◆ YOUR GOAL
Write out, from the entries below, exactly the lines that run between the lines holding "let parts = split_frame(&frame, &regions).unwrap();" and "let frame = numbered(100, 100);", inclusive, and stop there.

[Collected data entries]
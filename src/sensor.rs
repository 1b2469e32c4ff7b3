//! Environmental sensor seam.
//!
//! A `Sensor` is polled by each recorder's supervisor every `extra_data_interval`; readings
//! are forwarded to the region writer, which stores them with `add_extra_data`.

use std::collections::BTreeMap;
use std::sync::Arc;

use crate::storage::ExtraData;

pub trait Sensor: Send + Sync {
    fn name(&self) -> &str;

    /// Current reading, or `None` when the sensor has nothing to report.
    fn query(&self) -> Option<ExtraData>;
}

/// Sensor returning fixed values, stamped with the time of the query.
#[derive(Clone, Debug, Default)]
pub struct StaticSensor {
    values: BTreeMap<String, f64>,
    started: Option<std::time::Instant>,
}

impl StaticSensor {
    pub fn new(values: impl IntoIterator<Item = (String, f64)>) -> Arc<Self> {
        Arc::new(Self {
            values: values.into_iter().collect(),
            started: Some(std::time::Instant::now()),
        })
    }
}

impl Sensor for StaticSensor {
    fn name(&self) -> &str {
        "static"
    }

    fn query(&self) -> Option<ExtraData> {
        if self.values.is_empty() {
            return None;
        }
        let timestamp = self
            .started
            .map(|s| s.elapsed().as_secs_f64())
            .unwrap_or_default();
        Some(ExtraData {
            timestamp,
            values: self.values.clone(),
        })
    }
}

#[cfg(test)]
mod tests {
    use super::*;

    #[test]
    fn empty_static_sensor_reports_nothing() {
        assert!(StaticSensor::default().query().is_none());
        let sensor = StaticSensor::new([("humidity".to_string(), 40.0)]);
        assert_eq!(sensor.query().unwrap().values["humidity"], 40.0);
    }
}
impl AsyncWriter {
    /// Start the writer thread `writer-{idx}`.
    pub fn spawn(
        idx: usize,
        handle: Box<dyn StorageHandle>,
        frames: Receiver<Frame>,
        extra: Receiver<ExtraData>,
        config: WriterConfig,
        stats: Arc<WriterStats>,
        log: LogContext,
    ) -> Result<Self, PipelineError> {
        let window = (10.0 * config.framerate).round().max(1.0) as usize;
        let mut worker = Worker {
            idx,
            handle,
            frames,
            extra,
            latency_ms: RollingWindow::new(window),
            size_kib: RollingWindow::new(window),
            last_chunk: -1,
            last_info_ts: None,
            config,
            stats: stats.clone(),
            log: log.clone(),
        };
        stats.alive.store(true, Ordering::SeqCst);
        let join = std::thread::Builder::new()
            .name(format!("writer-{}", idx))
            .spawn(move || worker.run())
            .map_err(|source| {
                stats.alive.store(false, Ordering::SeqCst);
                PipelineError::Spawn {
                    region: idx,
                    role: "writer",
                    source,
                }
            })?;
        Ok(Self {
            idx,
            stats,
            join: Some(join),
            log,
        })
    }

    pub fn stats(&self) -> &Arc<WriterStats> {
        &self.stats
    }

    pub fn is_alive(&self) -> bool {
        self.stats.is_alive()
    }

    pub fn is_finished(&self) -> bool {
        self.stats.is_finished()
    }

    /// Wait for the thread. Returns false if it panicked.
    pub fn join(&mut self) -> bool {
        match self.join.take() {
            Some(join) => match join.join() {
                Ok(()) => true,
                Err(_) => {
                    log::error!(
                        target: self.log.target(),
                        "roi {}: writer thread panicked",
                        self.idx
                    );
                    false
                }
            },
            None => true,
        }
    }
}

// ----------------------------------------------------------------------------
// Writer thread
// ----------------------------------------------------------------------------

struct Worker {
    idx: usize,
    handle: Box<dyn StorageHandle>,
    frames: Receiver<Frame>,
    extra: Receiver<ExtraData>,
    latency_ms: RollingWindow,
    size_kib: RollingWindow,
    last_chunk: i64,
    last_info_ts: Option<f64>,
    config: WriterConfig,
    stats: Arc<WriterStats>,
    log: LogContext,
}

/// Clears `alive` when the thread exits, including by panic.
struct AliveGuard(Arc<WriterStats>);

impl Drop for AliveGuard {
    fn drop(&mut self) {
        self.0.alive.store(false, Ordering::SeqCst);
    }
}

impl Worker {
    fn run(&mut self) {
        let _guard = AliveGuard(self.stats.clone());
        log::debug!(target: self.log.target(), "roi {}: writer started", self.idx);
        if let Err(payload) = panic::catch_unwind(AssertUnwindSafe(|| self.drain())) {
            log::error!(
                target: self.log.target(),
                "roi {}: writer panicked, closing storage before unwinding",
                self.idx
            );
            self.close_storage();
            panic::resume_unwind(payload);
        }
        self.finish();
    }

    fn drain(&mut self) {
        loop {
            self.forward_extra_data();
            match self.frames.recv_timeout(IDLE_POLL) {
                Ok(frame) => self.write(frame),
                Err(RecvTimeoutError::Timeout) => continue,
                Err(RecvTimeoutError::Disconnected) => break,
            }
        }
        self.forward_extra_data();
    }

    fn write(&mut self, frame: Frame) {
        let started = Instant::now();
        let result = self
            .handle
            .add_image(frame.image(), frame.sequence(), frame.timestamp());
        match result {
            Ok(encoded) => {
                self.latency_ms
                    .push(started.elapsed().as_secs_f64() * 1000.0);
                self.size_kib.push(encoded as f64 / 1024.0);
                self.stats.saved.fetch_add(1, Ordering::SeqCst);
            }
            Err(err) => {
                let errors = self.stats.write_errors.fetch_add(1, Ordering::SeqCst) + 1;
                log::error!(
                    target: self.log.target(),
                    "roi {}: failed to write frame {} (t={:.3}s): {} [{} write error(s)]",
                    self.idx,
                    frame.sequence(),
                    frame.timestamp(),
                    err,
                    errors
                );
            }
        }

        let chunk = self.handle.current_chunk_index();
        self.stats.chunk.store(chunk, Ordering::SeqCst);
        if chunk > self.last_chunk {
            self.last_chunk = chunk;
            self.snapshot(chunk, &frame);
        }
        self.report(frame.timestamp());
    }

    fn snapshot(&self, chunk: i64, frame: &Frame) {
        if !self.config.snapshot_dir.is_dir() {
            return;
        }
        let path = self
            .config
            .snapshot_dir
            .join(format!("{}.png", chunk_stem(chunk)));
        match storage::save_png(&path, frame.image()) {
            Ok(_) => {
                self.stats.snapshots.fetch_add(1, Ordering::SeqCst);
                log::debug!(
                    target: self.log.target(),
                    "roi {}: chunk {} started, snapshot {}",
                    self.idx,
                    chunk,
                    path.display()
                );
            }
            Err(err) => log::warn!(
                target: self.log.target(),
                "roi {}: snapshot for chunk {} failed: {}",
                self.idx,
                chunk,
                err
            ),
        }
    }

    fn report(&mut self, timestamp: f64) {
        let last = *self.last_info_ts.get_or_insert(timestamp);
        if timestamp - last < self.config.info_interval_s {
            return;
        }
        self.last_info_ts = Some(timestamp);
        log::info!(
            target: self.log.target(),
            "roi {}: write {:.2} ms avg, {:.2} KiB/frame avg, buffer {} / {}, chunk {}",
            self.idx,
            self.latency_ms.mean(),
            self.size_kib.mean(),
            self.frames.len(),
            self.config.capacity,
            self.last_chunk
        );
    }

    fn forward_extra_data(&mut self) {
        loop {
            match self.extra.try_recv() {
                Ok(data) => {
                    if let Err(err) = self.handle.add_extra_data(&data) {
                        log::warn!(
                            target: self.log.target(),
                            "roi {}: failed to store extra data (t={:.3}s): {}",
                            self.idx,
                            data.timestamp,
                            err
                        );
                    }
                }
                Err(TryRecvError::Empty) | Err(TryRecvError::Disconnected) => break,
            }
        }
    }

    fn close_storage(&mut self) {
        if let Err(err) = self.handle.close() {
            log::error!(
                target: self.log.target(),
                "roi {}: closing storage failed: {}",
                self.idx,
                err
            );
        }
    }

    fn finish(&mut self) {
        self.close_storage();
        log::info!(
            target: self.log.target(),
            "roi {}: writer finished, {} frame(s) saved, {} write error(s), last chunk {}",
            self.idx,
            self.stats.n_saved_frames(),
            self.stats.write_errors(),
            self.last_chunk
        );
        self.stats.finished.store(true, Ordering::SeqCst);
    }
}
//! Regions of interest and the frame splitter.

use serde::{Deserialize, Serialize};
use std::fmt;
use std::path::{Path, PathBuf};
use std::str::FromStr;

use crate::error::PipelineError;
use crate::frame::Image;

/// Rectangle in source pixel coordinates. Fixed for the lifetime of a session.
#[derive(Clone, Copy, Debug, PartialEq, Eq, Hash, Serialize, Deserialize)]
pub struct Region {
    pub x: u32,
    pub y: u32,
    pub width: u32,
    pub height: u32,
}

impl Region {
    pub fn new(x: u32, y: u32, width: u32, height: u32) -> Self {
        Self {
            x,
            y,
            width,
            height,
        }
    }

    /// The implicit region covering a whole `width` x `height` frame.
    pub fn full(width: u32, height: u32) -> Self {
        Self::new(0, 0, width, height)
    }

    pub fn area(&self) -> u64 {
        self.width as u64 * self.height as u64
    }

    pub fn fits_within(&self, frame_width: u32, frame_height: u32) -> bool {
        let right = self.x.checked_add(self.width);
        let bottom = self.y.checked_add(self.height);
        matches!((right, bottom), (Some(r), Some(b)) if r <= frame_width && b <= frame_height)
    }
}

impl fmt::Display for Region {
    fn fmt(&self, f: &mut fmt::Formatter<'_>) -> fmt::Result {
        write!(f, "{}x{}+{}+{}", self.width, self.height, self.x, self.y)
    }
}

/// Parses `x,y,width,height`.
impl FromStr for Region {
    type Err = String;

    fn from_str(s: &str) -> Result<Self, Self::Err> {
        let parts = s
            .split(',')
            .map(|p| p.trim().parse::<u32>())
            .collect::<Result<Vec<_>, _>>()
            .map_err(|e| format!("invalid region '{}': {}", s, e))?;
        match parts.as_slice() {
            [x, y, w, h] => Ok(Region::new(*x, *y, *w, *h)),
            _ => Err(format!(
                "invalid region '{}': expected x,y,width,height",
                s
            )),
        }
    }
}

/// Check a session's region list: at least one region, no zero-area rectangles and no
/// duplicated rectangles. Partial overlap between regions is allowed.
pub fn validate_regions(regions: &[Region]) -> Result<(), PipelineError> {
    if regions.is_empty() {
        return Err(PipelineError::Configuration(
            "at least one region must be configured".to_string(),
        ));
    }
    for (i, region) in regions.iter().enumerate() {
        if region.area() == 0 {
            return Err(PipelineError::Configuration(format!(
                "region #{} {} has zero area",
                i, region
            )));
        }
        if let Some(j) = regions[..i].iter().position(|other| other == region) {
            return Err(PipelineError::Configuration(format!(
                "region #{} {} duplicates region #{}",
                i, region, j
            )));
        }
    }
    Ok(())
}

/// Cut one sub-image per region out of `image`, in region order.
///
/// An empty region list yields the whole frame as the single implicit region.
pub fn split_frame(image: &Image, regions: &[Region]) -> Result<Vec<Image>, PipelineError> {
    if regions.is_empty() {
        return Ok(vec![image.clone()]);
    }
    if let Some((index, region)) = regions
        .iter()
        .enumerate()
        .find(|(_, r)| !r.fits_within(image.width(), image.height()))
    {
        return Err(PipelineError::InvalidRegion {
            index,
            region: *region,
            frame_width: image.width(),
            frame_height: image.height(),
        });
    }
    Ok(regions
        .iter()
        .map(|r| image.crop(r.x, r.y, r.width, r.height))
        .collect())
}

/// Output location of region `idx`: `<base>_ROI_<idx>` next to `base`.
pub fn region_output_path(base: &Path, idx: usize) -> PathBuf {
    let name = base
        .file_name()
        .map(|n| n.to_string_lossy().into_owned())
        .unwrap_or_else(|| "recording".to_string());
    base.with_file_name(format!("{}_ROI_{}", name, idx))
}

#[cfg(test)]
mod tests {
    use super::*;

    fn numbered(width: u32, height: u32) -> Image {
        let data = (0..width * height).map(|i| (i % 251) as u8).collect();
        Image::from_raw(width, height, 1, data).unwrap()
    }

    #[test]
    fn split_returns_one_image_per_region_in_order() {
        let frame = numbered(300, 300);
        let regions = [Region::new(0, 0, 100, 50), Region::new(100, 100, 200, 200)];
        let parts = split_frame(&frame, &regions).unwrap();
        assert_eq!(parts.len(), 2);
        assert_eq!(parts[0].shape().dims(), (50, 100));
        assert_eq!(parts[1].shape().dims(), (200, 200));
        assert_eq!(parts[1].pixel(0, 0), frame.pixel(100, 100));
        assert_eq!(parts[1].pixel(199, 199), frame.pixel(299, 299));
    }

    #[test]
    fn empty_region_list_yields_whole_frame() {
        let frame = numbered(64, 48);
        let parts = split_frame(&frame, &[]).unwrap();
        assert_eq!(parts, vec![frame]);
    }

    #[test]
    fn out_of_bounds_region_is_rejected() {
        let frame = numbered(100, 100);
        let regions = [Region::new(0, 0, 10, 10), Region::new(95, 0, 10, 10)];
        match split_frame(&frame, &regions) {
            Err(PipelineError::InvalidRegion { index, .. }) => assert_eq!(index, 1),
            other => panic!("expected InvalidRegion, got {:?}", other),
        }
    }

    #[test]
    fn overflowing_coordinates_do_not_fit() {
        assert!(!Region::new(u32::MAX, 0, 2, 2).fits_within(100, 100));
        assert!(Region::new(98, 98, 2, 2).fits_within(100, 100));
    }

    #[test]
    fn validate_rejects_empty_zero_area_and_duplicates() {
        assert!(validate_regions(&[]).is_err());
        assert!(validate_regions(&[Region::new(0, 0, 0, 10)]).is_err());
        let dup = [Region::new(0, 0, 10, 10), Region::new(0, 0, 10, 10)];
        assert!(validate_regions(&dup).is_err());
        let overlap = [Region::new(0, 0, 10, 10), Region::new(5, 5, 10, 10)];
        assert!(validate_regions(&overlap).is_ok());
    }

    #[test]
    fn parses_region_from_csv() {
        let r: Region = "10, 20,30,40".parse().unwrap();
        assert_eq!(r, Region::new(10, 20, 30, 40));
        assert!("1,2,3".parse::<Region>().is_err());
        assert!("a,b,c,d".parse::<Region>().is_err());
    }

    #[test]
    fn output_path_gets_region_suffix() {
        let base = Path::new("/data/videos/2024-01-01_10-00-00");
        assert_eq!(
            region_output_path(base, 1),
            PathBuf::from("/data/videos/2024-01-01_10-00-00_ROI_1")
        );
    }
}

◆ ANSWER TO THIS EXERCISE
        let parts = split_frame(&frame, &regions).unwrap();
        assert_eq!(parts.len(), 2);
        assert_eq!(parts[0].shape().dims(), (50, 100));
        assert_eq!(parts[1].shape().dims(), (200, 200));
        assert_eq!(parts[1].pixel(0, 0), frame.pixel(100, 100));
        assert_eq!(parts[1].pixel(199, 199), frame.pixel(299, 299));
    }

    #[test]
    fn empty_region_list_yields_whole_frame() {
        let frame = numbered(64, 48);
        let parts = split_frame(&frame, &[]).unwrap();
        assert_eq!(parts, vec![frame]);
    }

    #[test]
    fn out_of_bounds_region_is_rejected() {
        let frame = numbered(100, 100);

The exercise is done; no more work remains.